TASK REQUIREMENTS: When counting, include every line of the data that holds "JournalError", then state the total alone.

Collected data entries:
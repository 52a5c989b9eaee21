// File: src/tasks/actions.rs
//! Turns a chosen transition into the single-character edit that performs it.
//!
//! The checkbox prefix `* [` is fixed width, so the edit always targets
//! column 3 of the task line; the position is assumed, not searched for.
use crate::error::JournalError;
use crate::tasks::scanner::{self, MARKER_COLUMN};
use crate::tasks::types::{Range, TaskEdit, TextEdit, Transition};
use once_cell::sync::Lazy;
use regex::Regex;

// Any checkbox at all, including shifted `[>]` and empty `[]`.
static ANY_CHECKBOX: Lazy<Regex> = Lazy::new(|| Regex::new(r"^\* \[[^\]]?\]").unwrap());

/// How much of the line to verify before applying an edit.
#[derive(Debug, Clone, Copy, PartialEq, Eq, Default)]
pub enum ShapeCheck {
    /// The line must still be in the transition's source state.
    #[default]
    Strict,
    /// Any checkbox will do, so repeating a transition is a no-op.
    Lenient,
}

pub fn build_edit(transition: Transition, line: u32) -> TaskEdit {
    build_edit_at(transition, line, MARKER_COLUMN)
}

pub fn build_edit_at(transition: Transition, line: u32, column: u32) -> TaskEdit {
    TaskEdit {
        transition,
        edit: TextEdit {
            range: Range::new(line, column, line, column + 1),
            new_text: transition.replacement().to_string(),
        },
    }
}

/// Apply `task_edit` to the text of its target line.
///
/// An empty checkbox (`* [] a`) gets the character inserted instead of
/// replacing the closing bracket.
pub fn apply_to_line(line: &str, task_edit: &TaskEdit, check: ShapeCheck) -> Result<String, JournalError> {
    let line_no = task_edit.edit.range.start.line;
    let stale = || {
        log::warn!("Task marker on line {} changed before the edit was applied", line_no);
        JournalError::StaleMarker { line: line_no }
    };

    let shape_ok = match check {
        ShapeCheck::Strict => scanner::classify(line) == Some(task_edit.transition.source_state()),
        ShapeCheck::Lenient => ANY_CHECKBOX.is_match(line),
    };
    if !shape_ok {
        return Err(stale());
    }

    let col = task_edit.edit.range.start.character as usize;
    if !line.is_char_boundary(col) {
        return Err(stale());
    }
    let current = line[col..].chars().next().ok_or_else(stale)?;

    let mut out = String::with_capacity(line.len() + task_edit.edit.new_text.len());
    out.push_str(&line[..col]);
    out.push_str(&task_edit.edit.new_text);
    if current == ']' {
        out.push_str(&line[col..]);
    } else {
        out.push_str(&line[col + current.len_utf8()..]);
    }
    Ok(out)
}

/// Apply edits to a whole document snapshot, keeping its line endings.
pub fn apply_to_text(text: &str, edits: &[TaskEdit], check: ShapeCheck) -> Result<String, JournalError> {
    let mut lines: Vec<String> = text.split('\n').map(str::to_string).collect();
    for task_edit in edits {
        let idx = task_edit.edit.range.start.line as usize;
        let Some(raw) = lines.get(idx) else {
            return Err(JournalError::StaleMarker {
                line: task_edit.edit.range.start.line,
            });
        };
        let (body, cr) = match raw.strip_suffix('\r') {
            Some(body) => (body, "\r"),
            None => (raw.as_str(), ""),
        };
        let updated = format!("{}{}", apply_to_line(body, task_edit, check)?, cr);
        lines[idx] = updated;
    }
    Ok(lines.join("\n"))
}

#[cfg(test)]
mod tests {
    use super::*;

    #[test]
    fn test_build_edit_targets_marker_column() {
        let e = build_edit(Transition::Complete, 5);
        assert_eq!(e.edit.range, Range::new(5, 3, 5, 4));
        assert_eq!(e.edit.new_text, "x");
        assert_eq!(build_edit(Transition::Shift, 0).edit.new_text, ">");
        assert_eq!(build_edit(Transition::Reopen, 0).edit.new_text, " ");
    }

    #[test]
    fn test_apply_each_transition() {
        let complete = build_edit(Transition::Complete, 0);
        assert_eq!(apply_to_line("* [ ] milk", &complete, ShapeCheck::Strict).unwrap(), "* [x] milk");
        let shift = build_edit(Transition::Shift, 0);
        assert_eq!(apply_to_line("* [ ] milk", &shift, ShapeCheck::Strict).unwrap(), "* [>] milk");
        let reopen = build_edit(Transition::Reopen, 0);
        assert_eq!(apply_to_line("* [X] milk", &reopen, ShapeCheck::Strict).unwrap(), "* [ ] milk");
    }

    #[test]
    fn test_apply_to_empty_checkbox_inserts() {
        let complete = build_edit(Transition::Complete, 0);
        assert_eq!(apply_to_line("* [] milk", &complete, ShapeCheck::Strict).unwrap(), "* [x] milk");
    }

    #[test]
    fn test_second_apply_strict_is_stale() {
        let complete = build_edit(Transition::Complete, 5);
        let once = apply_to_line("* [ ] milk", &complete, ShapeCheck::Strict).unwrap();
        assert_eq!(
            apply_to_line(&once, &complete, ShapeCheck::Strict),
            Err(JournalError::StaleMarker { line: 5 })
        );
    }

    #[test]
    fn test_second_apply_lenient_is_noop() {
        let complete = build_edit(Transition::Complete, 5);
        let once = apply_to_line("* [ ] milk", &complete, ShapeCheck::Lenient).unwrap();
        let twice = apply_to_line(&once, &complete, ShapeCheck::Lenient).unwrap();
        assert_eq!(once, twice);
    }

    #[test]
    fn test_lenient_still_rejects_non_tasks() {
        let complete = build_edit(Transition::Complete, 0);
        assert!(apply_to_line("plain text", &complete, ShapeCheck::Lenient).is_err());
    }

    #[test]
    fn test_apply_to_text_keeps_crlf() {
        let text = "# Day\r\n* [ ] a\r\n* [x] b\r\n";
        let out = apply_to_text(
            text,
            &[build_edit(Transition::Complete, 1), build_edit(Transition::Reopen, 2)],
            ShapeCheck::Strict,
        )
        .unwrap();
        assert_eq!(out, "# Day\r\n* [x] a\r\n* [ ] b\r\n");

        assert_eq!(
            apply_to_text("* [ ] a", &[build_edit(Transition::Complete, 9)], ShapeCheck::Strict),
            Err(JournalError::StaleMarker { line: 9 })
        );
    }
}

RESULT BELOW: 7